What is expected | In the listing below, which lines contain the string "Сильная"? Copy them all.

▼

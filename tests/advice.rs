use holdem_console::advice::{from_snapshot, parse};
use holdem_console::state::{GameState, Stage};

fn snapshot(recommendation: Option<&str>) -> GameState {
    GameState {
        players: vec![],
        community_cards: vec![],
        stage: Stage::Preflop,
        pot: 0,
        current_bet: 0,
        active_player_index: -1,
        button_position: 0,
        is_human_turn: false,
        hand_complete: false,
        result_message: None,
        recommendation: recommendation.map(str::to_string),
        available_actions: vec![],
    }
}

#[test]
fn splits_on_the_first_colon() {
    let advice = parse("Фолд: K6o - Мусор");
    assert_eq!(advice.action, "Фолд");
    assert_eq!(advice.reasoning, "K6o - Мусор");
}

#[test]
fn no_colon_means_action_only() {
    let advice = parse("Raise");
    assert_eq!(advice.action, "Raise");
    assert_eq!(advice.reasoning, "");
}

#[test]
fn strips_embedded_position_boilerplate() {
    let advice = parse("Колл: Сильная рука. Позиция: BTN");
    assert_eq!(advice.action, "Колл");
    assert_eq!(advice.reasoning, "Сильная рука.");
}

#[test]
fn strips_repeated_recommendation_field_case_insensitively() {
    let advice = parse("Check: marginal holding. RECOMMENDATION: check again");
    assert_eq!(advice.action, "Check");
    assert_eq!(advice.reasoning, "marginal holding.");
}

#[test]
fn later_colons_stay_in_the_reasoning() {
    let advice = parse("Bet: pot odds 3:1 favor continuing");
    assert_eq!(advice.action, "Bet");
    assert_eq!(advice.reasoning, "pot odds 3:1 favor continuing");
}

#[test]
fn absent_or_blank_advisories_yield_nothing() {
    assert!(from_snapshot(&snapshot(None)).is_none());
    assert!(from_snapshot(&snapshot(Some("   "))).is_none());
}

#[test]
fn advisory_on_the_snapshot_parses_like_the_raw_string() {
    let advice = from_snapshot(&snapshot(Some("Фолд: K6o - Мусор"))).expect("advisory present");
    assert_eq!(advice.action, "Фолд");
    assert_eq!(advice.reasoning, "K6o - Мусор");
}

▲

Solution to the exercise |
    let advice = parse("Колл: Сильная рука. Позиция: BTN");
    assert_eq!(advice.reasoning, "Сильная рука.");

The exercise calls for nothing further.